There are several reasons for the shocks in the markets, derived from both the security situation and the economic circumstances. The downgrading of the three major Israeli banks by one of the international credit rating agencies, and the reports of a possible downgrading of the state itself in coming weeks by other rating agencies, reflect damage to confidence in Israel's financial stability, and could raise the price of capital that the state, the banks, and other corporations raise overseas.
The most basic and immediate means of strengthening trust in the Israeli economy is by approving the 2003 budget, and by the government ensuring that the budget deficit does not depart from the stated 3.9%. A rapid, full ratification of the 2003 budget as it was passed at the end of July - including the NIS 8.7 billion cut, the 3% deficit, and a large number of complementary measures in administrative and financial areas - is essential. It is fair to assume that fears these goals will not be met in full are behind nervousness in the financial markets, and they could bring negative decisions from the credit ratings companies.
The budget was approved with a slim majority in the government since the Labor Party and Shas voted against it. That means it is not guaranteed a majority in the Knesset when it reaches its first reading next month. The Labor Party raised a significant number of reservations about the budget and declared that if it doesn't reach agreement with the finance ministry on changes, Labor will vote against it in the Knesset too. Such a vote would in effect mean Labor was leaving the coalition government.

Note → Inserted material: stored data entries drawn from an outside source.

//! # Small Dense Linear Solves
//!
//! Systems here are at most `STATE_COUNT - 1` square, so a direct solver is
//! all that is needed:
//!
//! - Gaussian elimination with partial pivoting for well-conditioned systems
//! - minimum-norm least squares (pseudo-inverse through a Jacobi eigen
//!   decomposition of `AᵀA`) when the system is singular
//!
//! [`solve`] always returns a finite vector and reports which path produced it.

use log::warn;

/// Pivots smaller than this (relative to the largest entry) count as singular
const SINGULAR_TOLERANCE: f64 = 1e-12;

/// Jacobi rotation sweeps before giving up on further convergence
const MAX_JACOBI_SWEEPS: usize = 100;

/// Off-diagonal mass (relative to the whole matrix) at which Jacobi stops
const JACOBI_TOLERANCE: f64 = 1e-24;

/// How a solution was obtained
#[derive(Debug, Clone, Copy, PartialEq, Eq)]
pub enum SolveMethod {
    /// Unique solution via elimination
    Exact,
    /// Singular system; minimum-norm least-squares solution
    LeastSquares,
}

#[derive(Debug, Clone, PartialEq)]
pub struct Solution {
    pub values: Vec<f64>,
    pub method: SolveMethod,
}

/// Solve `a · x = b` for square `a`.
///
/// Falls back to least squares instead of failing when `a` is singular.
/// Non-finite entries in the answer are replaced with zero.
///
/// # Panics
///
/// Panics if `a` is not square or `b` does not match its size; callers in
/// this crate always build both from the same index set.
#[must_use]
pub fn solve(a: &[Vec<f64>], b: &[f64]) -> Solution {
    let n = b.len();
    assert!(a.len() == n && a.iter().all(|row| row.len() == n), "solve: dimension mismatch");

    if n == 0 {
        return Solution { values: Vec::new(), method: SolveMethod::Exact };
    }

    match gaussian_elimination(a, b) {
        Some(values) if values.iter().all(|v| v.is_finite()) => Solution { values, method: SolveMethod::Exact },
        _ => {
            warn!("Singular {n}x{n} system, using least-squares solution");
            let values = least_squares(a, b)
                .into_iter()
                .map(|v| if v.is_finite() { v } else { 0.0 })
                .collect();
            Solution { values, method: SolveMethod::LeastSquares }
        }
    }
}

fn max_abs(a: &[Vec<f64>]) -> f64 {
    a.iter().flatten().fold(0.0_f64, |acc, v| acc.max(v.abs()))
}

/// Elimination with partial pivoting. `None` when a pivot vanishes.
fn gaussian_elimination(a: &[Vec<f64>], b: &[f64]) -> Option<Vec<f64>> {
    let n = b.len();
    let scale = max_abs(a);
    if scale == 0.0 {
        return None;
    }
    let mut m: Vec<Vec<f64>> = a
        .iter()
        .zip(b)
        .map(|(row, rhs)| {
            let mut augmented = row.clone();
            augmented.push(*rhs);
            augmented
        })
        .collect();

    for col in 0..n {
        let pivot_row = (col..n).max_by(|&i, &j| m[i][col].abs().total_cmp(&m[j][col].abs()))?;
        if m[pivot_row][col].abs() <= SINGULAR_TOLERANCE * scale {
            return None;
        }
        m.swap(col, pivot_row);

        for row in (col + 1)..n {
            let factor = m[row][col] / m[col][col];
            if factor == 0.0 {
                continue;
            }
            for k in col..=n {
                m[row][k] -= factor * m[col][k];
            }
        }
    }

    let mut x = vec![0.0; n];
    for row in (0..n).rev() {
        let tail: f64 = ((row + 1)..n).map(|k| m[row][k] * x[k]).sum();
        x[row] = (m[row][n] - tail) / m[row][row];
    }
    Some(x)
}

/// Minimum-norm least squares: `x = V · diag(1/λ) · Vᵀ · Aᵀb` over the
/// non-negligible eigenvalues `λ` of `AᵀA`.
fn least_squares(a: &[Vec<f64>], b: &[f64]) -> Vec<f64> {
    let n = b.len();

    let mut ata = vec![vec![0.0; n]; n];
    for i in 0..n {
        for j in 0..n {
            ata[i][j] = (0..n).map(|k| a[k][i] * a[k][j]).sum();
        }
    }
    let atb: Vec<f64> = (0..n).map(|i| (0..n).map(|k| a[k][i] * b[k]).sum()).collect();

    let (eigenvalues, eigenvectors) = jacobi_eigen(ata);
    let largest = eigenvalues.iter().fold(0.0_f64, |acc, v| acc.max(v.abs()));
    let cutoff = largest * SINGULAR_TOLERANCE.sqrt() * n as f64;

    let mut x = vec![0.0; n];
    for (k, &lambda) in eigenvalues.iter().enumerate() {
        if lambda.abs() <= cutoff || lambda == 0.0 {
            continue;
        }
        // Projection of Aᵀb onto eigenvector k, scaled by 1/λ
        let coeff: f64 = (0..n).map(|i| eigenvectors[i][k] * atb[i]).sum::<f64>() / lambda;
        for (i, xi) in x.iter_mut().enumerate() {
            *xi += coeff * eigenvectors[i][k];
        }
    }
    x
}

/// Cyclic Jacobi eigenvalue iteration for a symmetric matrix.
/// Returns eigenvalues and a matrix whose columns are the eigenvectors.
fn jacobi_eigen(mut s: Vec<Vec<f64>>) -> (Vec<f64>, Vec<Vec<f64>>) {
    let n = s.len();
    let mut v: Vec<Vec<f64>> = (0..n)
        .map(|i| (0..n).map(|j| if i == j { 1.0 } else { 0.0 }).collect())
        .collect();

    for _ in 0..MAX_JACOBI_SWEEPS {
        let off_diagonal: f64 = (0..n)
            .flat_map(|i| (0..n).filter(move |&j| j != i).map(move |j| (i, j)))
            .map(|(i, j)| s[i][j] * s[i][j])
            .sum();
        let total: f64 = s.iter().flatten().map(|v| v * v).sum();
        if off_diagonal <= JACOBI_TOLERANCE * total {
            break;
        }

        for p in 0..n {
            for q in (p + 1)..n {
                if s[p][q] == 0.0 {
                    continue;
                }
                let theta = (s[q][q] - s[p][p]) / (2.0 * s[p][q]);
                let t = theta.signum() / (theta.abs() + (theta * theta + 1.0).sqrt());
                let t = if theta == 0.0 { 1.0 } else { t };
                let c = 1.0 / (t * t + 1.0).sqrt();
                let sn = t * c;

                for k in 0..n {
                    let skp = s[k][p];
                    let skq = s[k][q];
                    s[k][p] = c * skp - sn * skq;
                    s[k][q] = sn * skp + c * skq;
                }
                for k in 0..n {
                    let spk = s[p][k];
                    let sqk = s[q][k];
                    s[p][k] = c * spk - sn * sqk;
                    s[q][k] = sn * spk + c * sqk;
                }
                for row in v.iter_mut() {
                    let vkp = row[p];
                    let vkq = row[q];
                    row[p] = c * vkp - sn * vkq;
                    row[q] = sn * vkp + c * vkq;
                }
            }
        }
    }

    let eigenvalues = (0..n).map(|i| s[i][i]).collect();
    (eigenvalues, v)
}
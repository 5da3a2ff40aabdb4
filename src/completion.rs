//! # Shell Completion
//!
//! Completion scripts for the `cadence` binary, generated by `clap_complete`
//! from the clap command definition.
//!
//! ## Usage
//!
//! ```bash
//! # Generate bash completions
//! cadence completion bash > ~/.local/share/bash-completion/completions/cadence
//!
//! # Generate zsh completions
//! cadence completion zsh > ~/.config/zsh/completions/_cadence
//! ```

use crate::cli::Shell;
use clap::Command;
use clap_complete::{generate, Generator, Shell as CompletionShell};
use std::io::{self, Write};

/// Write completions for `cmd` to `out`
pub fn write_completions<G: Generator, W: Write>(gen: G, cmd: &mut Command, out: &mut W) {
    let name = cmd.get_name().to_string();
    generate(gen, cmd, name, out);
}

/// Generate shell completions for the given shell on stdout
pub fn generate_completions<G: Generator>(gen: G, cmd: &mut Command) {
    write_completions(gen, cmd, &mut io::stdout());
}

/// Convert our Shell enum to clap_complete's Shell enum
#[must_use]
pub fn shell_to_completion_shell(shell: &Shell) -> CompletionShell {
    match shell {
        Shell::Bash => CompletionShell::Bash,
        Shell::Zsh => CompletionShell::Zsh,
        Shell::Fish => CompletionShell::Fish,
        Shell::PowerShell => CompletionShell::PowerShell,
        Shell::Elvish => CompletionShell::Elvish,
    }
}
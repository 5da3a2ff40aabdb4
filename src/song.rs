//! # Songs and the Classified Catalog
//!
//! Catalog records arrive from outside (JSON export, CSV file, catalog
//! database) in the loose shape of [`SongRecord`]. Classification turns them
//! into [`Song`]s with an assigned [`WorkoutState`] and reports the outcome of
//! every record, so partial failures are visible instead of swallowed.

use crate::error::{CadenceError, Result};
use crate::state::{StateRanges, WorkoutState, STATE_COUNT};
use anyhow::Context;
use log::{debug, warn};
use serde::{Deserialize, Serialize};
use std::fmt;
use std::io::Read;
use std::path::Path;

/// A numeric field that may arrive as a number or as text.
#[derive(Debug, Clone, PartialEq, Serialize, Deserialize)]
#[serde(untagged)]
pub enum RawValue {
    Number(f64),
    Text(String),
}

impl fmt::Display for RawValue {
    fn fmt(&self, f: &mut fmt::Formatter<'_>) -> fmt::Result {
        match self {
            RawValue::Number(n) => write!(f, "{n}"),
            RawValue::Text(s) => f.write_str(s),
        }
    }
}

impl RawValue {
    /// Parse as a plain floating point number
    #[must_use]
    pub fn as_f64(&self) -> Option<f64> {
        match self {
            RawValue::Number(n) => Some(*n),
            RawValue::Text(s) => s.trim().parse().ok(),
        }
    }

    /// Parse as a duration in seconds; text may be `"225"`, `"225.4"` or `"3:45"`.
    #[must_use]
    pub fn as_seconds(&self) -> Option<f64> {
        match self {
            RawValue::Number(n) => Some(*n),
            RawValue::Text(s) => parse_duration(s),
        }
    }
}

fn parse_duration(text: &str) -> Option<f64> {
    let text = text.trim();
    match text.split_once(':') {
        Some((minutes, seconds)) => {
            let minutes: u32 = minutes.parse().ok()?;
            let seconds: f64 = seconds.parse().ok()?;
            (0.0..60.0).contains(&seconds).then(|| f64::from(minutes) * 60.0 + seconds)
        }
        None => text.parse().ok(),
    }
}

/// Catalog record as delivered by an external collaborator.
#[derive(Debug, Clone, PartialEq, Serialize, Deserialize)]
pub struct SongRecord {
    pub id: String,
    #[serde(default)]
    pub name: String,
    #[serde(default)]
    pub artists: String,
    #[serde(default)]
    pub duration: Option<RawValue>,
    #[serde(default)]
    pub bpm: Option<RawValue>,
    #[serde(default)]
    pub energy: Option<f64>,
    #[serde(default)]
    pub danceability: Option<f64>,
}

impl SongRecord {
    /// Minimal record with a numeric tempo
    #[must_use]
    pub fn new(id: impl Into<String>, name: impl Into<String>, artists: impl Into<String>, bpm: f64) -> Self {
        Self {
            id: id.into(),
            name: name.into(),
            artists: artists.into(),
            duration: None,
            bpm: Some(RawValue::Number(bpm)),
            energy: None,
            danceability: None,
        }
    }
}

/// A catalog song with a parsed tempo and its classification.
#[derive(Debug, Clone, PartialEq, Serialize, Deserialize)]
pub struct Song {
    pub id: String,
    pub name: String,
    pub artists: String,
    /// Duration in seconds, when known
    pub duration: Option<f64>,
    pub bpm: f64,
    pub energy: Option<f64>,
    pub danceability: Option<f64>,
    /// `None` means unclassified: the tempo matched no configured range
    pub state: Option<WorkoutState>,
}

impl Song {
    /// Parse a record and classify it against `ranges`.
    ///
    /// # Errors
    ///
    /// Returns [`CadenceError::MissingId`] for a blank id and
    /// [`CadenceError::InvalidBpm`] when the tempo is absent or not numeric.
    /// A song is never silently given a default state.
    pub fn from_record(record: SongRecord, ranges: &StateRanges) -> Result<Self> {
        if record.id.trim().is_empty() {
            return Err(CadenceError::MissingId);
        }

        let bpm = record
            .bpm
            .as_ref()
            .and_then(RawValue::as_f64)
            .filter(|bpm| bpm.is_finite())
            .ok_or_else(|| CadenceError::InvalidBpm {
                id: record.id.clone(),
                raw: record.bpm.as_ref().map_or_else(|| "<missing>".to_string(), ToString::to_string),
            })?;

        let duration = record.duration.as_ref().and_then(RawValue::as_seconds);

        Ok(Self {
            state: ranges.classify(bpm),
            id: record.id,
            name: record.name,
            artists: record.artists,
            duration,
            bpm,
            energy: record.energy,
            danceability: record.danceability,
        })
    }

    /// `"Name by Artist"`, the display form used in listings
    #[must_use]
    pub fn display_name(&self) -> String {
        if self.artists.is_empty() {
            self.name.clone()
        } else {
            format!("{} by {}", self.name, self.artists)
        }
    }
}

/// What happened to one catalog record during classification.
#[derive(Debug, Clone, PartialEq)]
pub enum ClassifyOutcome {
    Classified(WorkoutState),
    /// Parsed fine but the tempo matched no range
    Unclassified,
    /// Excluded from the catalog
    Rejected(CadenceError),
}

/// Result of classifying a whole catalog.
#[derive(Debug, Clone, Default)]
pub struct ClassificationReport {
    /// Usable songs, classified or not, in input order
    pub songs: Vec<Song>,
    /// One entry per input record, in input order
    pub outcomes: Vec<(String, ClassifyOutcome)>,
}

impl ClassificationReport {
    /// Songs per state, canonical order
    #[must_use]
    pub fn state_counts(&self) -> [usize; STATE_COUNT] {
        let mut counts = [0; STATE_COUNT];
        for state in self.songs.iter().filter_map(|s| s.state) {
            counts[state.index()] += 1;
        }
        counts
    }

    #[must_use]
    pub fn unclassified_count(&self) -> usize {
        self.songs.iter().filter(|s| s.state.is_none()).count()
    }

    #[must_use]
    pub fn rejected(&self) -> Vec<(&str, &CadenceError)> {
        self.outcomes
            .iter()
            .filter_map(|(id, outcome)| match outcome {
                ClassifyOutcome::Rejected(err) => Some((id.as_str(), err)),
                _ => None,
            })
            .collect()
    }
}

/// Classify every record. Pure map over [`Song::from_record`]; nothing else
/// is consulted or mutated.
#[must_use]
pub fn classify_catalog(records: Vec<SongRecord>, ranges: &StateRanges) -> ClassificationReport {
    let mut report = ClassificationReport::default();

    for record in records {
        let id = record.id.clone();
        match Song::from_record(record, ranges) {
            Ok(song) => {
                let outcome = song.state.map_or(ClassifyOutcome::Unclassified, ClassifyOutcome::Classified);
                if song.state.is_none() {
                    debug!("Song '{}' at {:.1} BPM matches no range", song.id, song.bpm);
                }
                report.outcomes.push((id, outcome));
                report.songs.push(song);
            }
            Err(err) => {
                warn!("Excluding song from catalog: {err}");
                report.outcomes.push((id, ClassifyOutcome::Rejected(err)));
            }
        }
    }

    report
}

/// Read a JSON array of song records.
///
/// # Errors
///
/// Returns an error if the file cannot be opened or is not a JSON array of
/// records.
pub fn read_json_catalog(path: &Path) -> anyhow::Result<Vec<SongRecord>> {
    let file = std::fs::File::open(path)
        .with_context(|| format!("Failed to open catalog file {}", path.display()))?;
    serde_json::from_reader(std::io::BufReader::new(file))
        .with_context(|| format!("Catalog file {} is not a JSON array of songs", path.display()))
}

/// One CSV row; every field is text so bad tempos reach classification.
#[derive(Debug, Deserialize)]
struct CsvSongRow {
    id: String,
    #[serde(default)]
    name: Option<String>,
    #[serde(default)]
    artists: Option<String>,
    #[serde(default)]
    duration: Option<String>,
    #[serde(default)]
    bpm: Option<String>,
    #[serde(default)]
    energy: Option<String>,
    #[serde(default)]
    danceability: Option<String>,
}

impl From<CsvSongRow> for SongRecord {
    fn from(row: CsvSongRow) -> Self {
        let energy = parse_feature(&row.id, "energy", row.energy.as_deref());
        let danceability = parse_feature(&row.id, "danceability", row.danceability.as_deref());
        Self {
            id: row.id,
            name: row.name.unwrap_or_default(),
            artists: row.artists.unwrap_or_default(),
            duration: row.duration.map(RawValue::Text),
            bpm: row.bpm.map(RawValue::Text),
            energy,
            danceability,
        }
    }
}

/// Optional audio feature; a value that is present but not a number is
/// dropped with a warning.
fn parse_feature(id: &str, field: &str, value: Option<&str>) -> Option<f64> {
    let text = value.map(str::trim).filter(|v| !v.is_empty())?;
    match text.parse() {
        Ok(v) => Some(v),
        Err(e) => {
            warn!("Song {id:?}: ignoring {field} {text:?} ({e})");
            None
        }
    }
}

/// Read song records from CSV with an `id,name,artists,duration,bpm,...` header.
///
/// # Errors
///
/// Returns an error on malformed CSV. Unparseable tempos are kept as text
/// and surface during classification.
pub fn read_csv_catalog<R: Read>(reader: R) -> anyhow::Result<Vec<SongRecord>> {
    let mut csv_reader = csv::ReaderBuilder::new().trim(csv::Trim::All).from_reader(reader);
    let mut records = Vec::new();
    for (line, row) in csv_reader.deserialize::<CsvSongRow>().enumerate() {
        let row = row.with_context(|| format!("Malformed CSV row {}", line + 2))?;
        records.push(row.into());
    }
    Ok(records)
}

/// Read a CSV catalog file
///
/// # Errors
///
/// Returns an error if the file cannot be opened or parsed.
pub fn read_csv_catalog_file(path: &Path) -> anyhow::Result<Vec<SongRecord>> {
    let file = std::fs::File::open(path)
        .with_context(|| format!("Failed to open catalog file {}", path.display()))?;
    read_csv_catalog(file).with_context(|| format!("Failed to read CSV catalog {}", path.display()))
}

#[cfg(test)]
mod tests {
    use super::*;

    #[test]
    fn test_classifies_numeric_and_text_bpm() {
        let ranges = StateRanges::default();
        let mut record = SongRecord::new("a", "Song A", "Artist", 125.0);
        let song = Song::from_record(record.clone(), &ranges).unwrap();
        assert_eq!(song.state, Some(WorkoutState::SteadyState));

        record.bpm = Some(RawValue::Text(" 171.5 ".to_string()));
        let song = Song::from_record(record, &ranges).unwrap();
        assert_eq!(song.state, Some(WorkoutState::Sprint));
    }

    #[test]
    fn test_bad_bpm_is_an_explicit_error() {
        let ranges = StateRanges::default();
        let mut record = SongRecord::new("x", "Broken", "Nobody", 0.0);
        record.bpm = Some(RawValue::Text("fast".to_string()));
        let err = Song::from_record(record.clone(), &ranges).unwrap_err();
        assert_eq!(err, CadenceError::InvalidBpm { id: "x".to_string(), raw: "fast".to_string() });

        record.bpm = None;
        assert!(matches!(Song::from_record(record, &ranges), Err(CadenceError::InvalidBpm { .. })));
    }

    #[test]
    fn test_report_tracks_every_record() {
        let mut broken = SongRecord::new("broken", "Broken", "", 0.0);
        broken.bpm = Some(RawValue::Text("n/a".to_string()));
        let records = vec![
            SongRecord::new("slow", "Slow", "", 60.0),
            SongRecord::new("warm", "Warm", "", 95.0),
            broken,
            SongRecord::new("fast", "Fast", "", 180.0),
        ];

        let report = classify_catalog(records, &StateRanges::default());
        assert_eq!(report.outcomes.len(), 4);
        assert_eq!(report.songs.len(), 3);
        assert_eq!(report.unclassified_count(), 1);
        assert_eq!(report.state_counts(), [1, 0, 0, 1]);
        assert_eq!(report.rejected().len(), 1);
        assert_eq!(report.outcomes[0].1, ClassifyOutcome::Unclassified);
        assert_eq!(report.outcomes[1].1, ClassifyOutcome::Classified(WorkoutState::Warmup));
    }

    #[test]
    fn test_duration_formats() {
        assert_eq!(RawValue::Text("3:45".to_string()).as_seconds(), Some(225.0));
        assert_eq!(RawValue::Text("200".to_string()).as_seconds(), Some(200.0));
        assert_eq!(RawValue::Number(61.5).as_seconds(), Some(61.5));
        assert_eq!(RawValue::Text("3:75".to_string()).as_seconds(), None);
    }

    #[test]
    fn test_json_records_accept_mixed_types() {
        let json = r#"[
            {"id": "1", "name": "One", "artists": "A", "duration": 200, "bpm": 100.5},
            {"id": "2", "name": "Two", "artists": "B", "duration": "3:10", "bpm": "145", "energy": 0.8}
        ]"#;
        let records: Vec<SongRecord> = serde_json::from_str(json).unwrap();
        let report = classify_catalog(records, &StateRanges::default());
        assert_eq!(report.songs[0].state, Some(WorkoutState::Warmup));
        assert_eq!(report.songs[1].state, Some(WorkoutState::PushPace));
        assert_eq!(report.songs[1].duration, Some(190.0));
        assert_eq!(report.songs[1].energy, Some(0.8));
    }

    #[test]
    fn test_csv_catalog() {
        let data = "id,name,artists,duration,bpm,energy,danceability\n\
                    t1,First,Band,210,128.0,0.7,0.6\n\
                    t2,Second,Band,,unknown,,\n";
        let records = read_csv_catalog(data.as_bytes()).unwrap();
        assert_eq!(records.len(), 2);
        assert_eq!(records[0].energy, Some(0.7));

        let report = classify_catalog(records, &StateRanges::default());
        assert_eq!(report.songs.len(), 1);
        assert_eq!(report.songs[0].state, Some(WorkoutState::SteadyState));
        assert_eq!(report.rejected()[0].0, "t2");
    }

    #[test]
    fn test_csv_bad_feature_keeps_record() {
        let data = "id,name,artists,duration,bpm,energy,danceability\n\
                    t1,First,Band,210,128.0,loud,0.6\n";
        let records = read_csv_catalog(data.as_bytes()).unwrap();
        assert_eq!(records.len(), 1);
        assert_eq!(records[0].energy, None);
        assert_eq!(records[0].danceability, Some(0.6));
        assert_eq!(records[0].bpm, Some(RawValue::Text("128.0".to_string())));
    }

    #[test]
    fn test_parse_feature() {
        assert_eq!(parse_feature("t", "energy", Some(" 0.5 ")), Some(0.5));
        assert_eq!(parse_feature("t", "energy", Some("")), None);
        assert_eq!(parse_feature("t", "energy", Some("high")), None);
        assert_eq!(parse_feature("t", "energy", None), None);
    }

    #[test]
    fn test_display_name() {
        let song = Song::from_record(SongRecord::new("1", "Run", "Band", 150.0), &StateRanges::default()).unwrap();
        assert_eq!(song.display_name(), "Run by Band");
    }
}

The Labor Party has many good reasons to quit the government but its former finance minister, Avraham Shochat, MK is right when he says it must make a distinction between quitting the government, which he favors, and approving the budget. Given the conditions economy resulting from the year's - and more particularly recent - developments, approving the budget without changing its framework is now absolutely vital.
The Labor Party demands changes that many would agree need to be made in the budget, especially regarding payments to the settlements and the Haredim. But given the current political circumstances, the chances of achieving any change in those areas, beyond what has already been done (mostly through cutbacks in tax benefits and National Insurance Institute payments) are nil. A substantive change in those areas can only happen if a new government, with a different composition, is elected. It won't happen in the 2003 budget.
That does not mean certain demands being made by Labor and Shas are not worthy of debate, particularly those on social welfare. But the changes must be limited, and any increase in spending must be matched by agreed cutbacks. The state budget for next year is a vital instrument to protect the economy's stability and, the treasury says, for moving the economy back toward growth. For those two reasons, it should be absolutely forbidden to obstruct its ratification.